Phobic Postcards: by Pierre Cassou-Noguès

Philosophy is not a joke, nor a routine.

First attempt on Pascal's plank

"Le plus grand philosophe du monde sur une planche plus large qu'il ne faut, s'il y a au-dessous un précipice, quoique sa raison le convainque de sa sûreté, son imagination prévaudra. Plusieurs n'en sauraient soutenir la pensée sans pâlir et suer." (Pascal, Pensées)

So this is a test for philosophers: a plank above an abyss, the philosopher walks on the plank.

I would certainly turn white, and I would sweat. I would be shaking all over. I might simply faint, in fact. Now imagine we send Woody Allen on the plank (not the real person but the character he plays in his movies, his early ones in particular; let us call him Woody). He is often (or at least twice, in Bananas and Love and Death) sentenced to death, and he gets through the ordeal with much dignity. On the plank, I imagine he would turn back to his tormentors sitting safely a few meters from the chasm, and he would make a joke. Maybe they would laugh. There would be some confusion. Woody might actually escape. Or at least he would get over the fear, or somehow shortcut the fear.

In one of his films, Woody Allen (again, I am not interested in the real person but in the character he plays) says that he started making jokes when facing school bullies as a child. He was weak, he says. It was his only means of defense. The bullies would laugh and he would not get beaten up.

Well, he turned jokes into a metaphysical means of defense. The jokes may be used to escape the bad guys (in Bananas. for instance) but, more often, they somehow enable him to escape the fearsome elements of life: not only the bully who would have him walk on the plank above the chasm, but the void itself that attracts us all. Jokes have this power to tune down the fearsome elements: what we rationally fear - death, horrible diseases, sudden accidents - and what we irrationally fear - the void around Pascal's plank, or the confinement, when the crowded metro stops in the middle of the tunnel, and the light goes off. Maybe there are dark forces around us like school bullies, and they laugh when we make jokes, and they let us alone. The light goes on again, and the metro jerks and starts moving. Maybe we don't get beaten up, by life itself, diseases and accidents, if we have the wit to make a good joke when the time comes. I am not sure to what extent, or on which levels, I believe it or not. In any case, jokes certainly shortcut the fear itself. It is not that it eliminates the thing. The void is still there, it still attracts us, it is still fearsome, but somehow we are no longer afraid, for a few moments.

Possibly neuroscience will discover that laughter is related to a chemical reaction in the brain that inhibits fear. The molecules that produce fear can no longer find their receptors and just linger in the brain, waiting for the laughter to cease. Something like that.
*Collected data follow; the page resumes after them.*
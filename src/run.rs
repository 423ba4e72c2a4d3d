//! Pipeline entry points.
//!
//! [`run`] drives the whole batch: unpack, extract, write, render, and
//! finally consume the archive. [`extract_games`] is the pure core of the
//! extraction stage and works on any HTML string.

use crate::config::{PipelineConfig, ValidationMode};
use crate::error::{GameDataError, RecordField, RecordIssue};
use crate::output::{Extraction, GameRecord, RunOutput, RunStats};
use crate::pipeline::extract::{split_window, MarkerWindows, RawFields, WindowError};
use crate::pipeline::{clean, emit, thumbnail, unpack};
use crate::progress::Stage;
use std::path::Path;
use std::time::Instant;
use tracing::{debug, info, warn};

/// Process one exported-document archive end to end.
///
/// # Steps
/// 1. Unpack `archive` into `config.work_dir` (previous contents are removed)
/// 2. Extract records from `config.document_name`
/// 3. Write `config.data_file`
/// 4. Render every file in the image directory into `config.thumbnails_dir`
/// 5. Delete `archive` when `config.consume_archive` is set
///
/// # Errors
/// Any fatal error stops the run at that step. Side effects of earlier steps
/// (the reset working directory, thumbnails already written) stay in place.
/// A strict-mode extraction failure happens before the data file is written.
pub fn run(archive: impl AsRef<Path>, config: &PipelineConfig) -> Result<RunOutput, GameDataError> {
    let total_start = Instant::now();
    let archive = archive.as_ref();
    let progress = config.progress_callback.as_deref();
    info!("Starting run: {}", archive.display());

    // ── Step 1: Unpack ───────────────────────────────────────────────────
    if let Some(cb) = progress {
        cb.on_stage_start(Stage::Unpack);
    }
    let unpack_start = Instant::now();
    let unpacked = unpack::unpack_archive(archive, &config.work_dir)?;
    let unpack_duration_ms = unpack_start.elapsed().as_millis() as u64;

    // ── Step 2: Extract ──────────────────────────────────────────────────
    if let Some(cb) = progress {
        cb.on_stage_start(Stage::Extract);
    }
    let extract_start = Instant::now();
    let extraction = extract_document(&config.document_path(), config)?;
    let extract_duration_ms = extract_start.elapsed().as_millis() as u64;

    // ── Step 3: Write data file ──────────────────────────────────────────
    if let Some(cb) = progress {
        cb.on_stage_start(Stage::Write);
    }
    emit::write_game_data(&config.data_file, &config.data_prefix, &extraction.records)?;

    // ── Step 4: Thumbnails ───────────────────────────────────────────────
    if let Some(cb) = progress {
        cb.on_stage_start(Stage::Thumbnails);
    }
    let thumb_start = Instant::now();
    let thumbnails = thumbnail::render_thumbnails(
        &config.images_dir(),
        &config.thumbnails_dir,
        &config.thumbnail,
        &config.image_extension,
        progress,
    )?;
    let thumbnail_duration_ms = thumb_start.elapsed().as_millis() as u64;

    // ── Step 5: Consume archive ──────────────────────────────────────────
    let archive_removed = if config.consume_archive {
        std::fs::remove_file(archive).map_err(|source| GameDataError::ArchiveRemoveFailed {
            path: archive.to_path_buf(),
            source,
        })?;
        debug!("Removed processed archive {}", archive.display());
        true
    } else {
        false
    };

    let stats = RunStats {
        unpacked_entries: unpacked.files,
        records: extraction.records.len(),
        issues: extraction.issues.len(),
        thumbnails: thumbnails.len(),
        unpack_duration_ms,
        extract_duration_ms,
        thumbnail_duration_ms,
        total_duration_ms: total_start.elapsed().as_millis() as u64,
        archive_removed,
    };

    info!(
        "Run complete: {} records, {} issues, {} thumbnails, {}ms total",
        stats.records, stats.issues, stats.thumbnails, stats.total_duration_ms
    );
    if let Some(cb) = progress {
        cb.on_run_complete(&stats);
    }

    Ok(RunOutput {
        records: extraction.records,
        issues: extraction.issues,
        thumbnails,
        stats,
    })
}

/// Read an HTML document from disk and extract its records.
pub fn extract_document(path: &Path, config: &PipelineConfig) -> Result<Extraction, GameDataError> {
    let html = std::fs::read_to_string(path).map_err(|source| {
        debug!("Cannot read {}: {}", path.display(), source);
        match source.kind() {
            std::io::ErrorKind::NotFound => GameDataError::DocumentNotFound {
                path: path.to_path_buf(),
            },
            _ => GameDataError::DocumentUnreadable {
                path: path.to_path_buf(),
                source,
            },
        }
    })?;
    extract_games(&html, config)
}

/// Extract game records from the text of one HTML document.
///
/// Each image marker must be followed by exactly three text segments
/// (title, objective, description). What happens otherwise depends on
/// `config.validation`:
///
/// - [`ValidationMode::Strict`]: the first malformed window aborts with
///   [`GameDataError::MissingField`] or [`GameDataError::UnexpectedExtraText`].
/// - [`ValidationMode::Lenient`]: a window with missing fields is skipped and
///   extra text is ignored; both are recorded as [`RecordIssue`]s.
///
/// Empty fields after cleanup are always reported, never fatal.
pub fn extract_games(html: &str, config: &PipelineConfig) -> Result<Extraction, GameDataError> {
    let progress = config.progress_callback.as_deref();
    let mut out = Extraction::default();

    for window in MarkerWindows::new(html) {
        let fields = match split_window(&window) {
            Ok(fields) => fields,
            Err(WindowError::Missing(field)) => match config.validation {
                ValidationMode::Strict => {
                    return Err(GameDataError::MissingField {
                        image: window.src.to_string(),
                        field,
                    })
                }
                ValidationMode::Lenient => {
                    out.issues.push(RecordIssue::MissingField {
                        image: window.src.to_string(),
                        field,
                    });
                    continue;
                }
            },
            Err(WindowError::Extra { fields, text }) => match config.validation {
                ValidationMode::Strict => {
                    return Err(GameDataError::UnexpectedExtraText {
                        image: window.src.to_string(),
                        text: text.trim().to_string(),
                    })
                }
                ValidationMode::Lenient => {
                    out.issues.push(RecordIssue::UnexpectedExtraText {
                        image: window.src.to_string(),
                        text: text.trim().to_string(),
                    });
                    fields
                }
            },
        };

        let record = build_record(window.src, fields, config);
        if let Some(cb) = progress {
            cb.on_record(out.records.len(), &record);
        }
        debug!("Extracted '{}' ({})", record.title, record.image);
        out.records.push(record);
    }

    out.issues.extend(validate_records(&out.records));

    for issue in &out.issues {
        warn!("{}", issue);
        if let Some(cb) = progress {
            cb.on_issue(issue);
        }
    }

    info!(
        "Extracted {} records ({} issues)",
        out.records.len(),
        out.issues.len()
    );
    Ok(out)
}

/// Report every empty field in `records`.
pub fn validate_records(records: &[GameRecord]) -> Vec<RecordIssue> {
    let mut issues = Vec::new();
    for (index, record) in records.iter().enumerate() {
        for field in RecordField::ORDER {
            if record.field(field).is_empty() {
                issues.push(RecordIssue::EmptyField {
                    index,
                    image: record.image.clone(),
                    field,
                });
            }
        }
    }
    issues
}

fn build_record(src: &str, fields: RawFields<'_>, config: &PipelineConfig) -> GameRecord {
    GameRecord {
        image: config.with_extension(src),
        title: clean::clean_field(fields.title, config.title_rule),
        objective: clean::clean_field(fields.objective, config.objective_rule),
        description: clean::clean_field(fields.description, config.description_rule),
    }
}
Or laughter may be part of a routine, similar to those they teach you in behavioral therapy, like breathing fully and carefully. In fear, I mean panic, you hold your breathing, you can't breath. Concentrating on your breathing, forcing yourself to breath fully, tricks your body into acting as if there were nothing to fear. Now laughter has to do with breathing. Maybe it regulates your breathing out of the panic.

All this may be true, or not. But I believe there is more to it. To really shortcut fear, Woody, on the plank, would not make any joke. He would make a joke about the void itself, or the fear of the void. So laughter is not everything. It is what you laugh about.

Freud explains wit, and to some extent humor, by the fact that a witty joke confers, in a form that is acceptable, an unconscious, or a pre-conscious, message, something that for some reason we do not want to contemplate consciously. We are pleased that we have tricked ourselves into saying aloud what we are not allowed to.

Now, let us put it this way. Standing on Pascal's plank, could my fear come from my inability to contemplate my fear? My inability to look at the void below, and measure the plank which is large enough for both my feet: I have plenty of room. In this case, making a joke would be a way to acknowledge the situation, the void below, and my fear, without having to contemplate the matter seriously. A joke, in Freud's view, is enjoying a gift without opening the package.

Philosophy, on the other hand, is opening the package, and dissecting the gift. Thus philosophy is not a joke. In fact, philosophy kills the joke. Because it makes explicit what was conferred insidiously in the joke. It is analyzing the situation: the fact that I am standing above a chasm, on a plank.

Of course, I could also try to not look below. For instance, I could try and concentrate on a poem, or a mathematical problem, whatever helps me not to think about the situation. That would be a routine, yet another way to escape fear. Both the philosopher and the joker would look down into the chasm. Maybe they can't help it. Maybe routines don't really work on them. In any case, after looking down, and feeling the fear, as anyone would, they take opposite attitudes. Ideally, there should be nothing funny in philosophy, nothing comical. Except that Pascal, who was quite a philosopher, warns us: it doesn't work.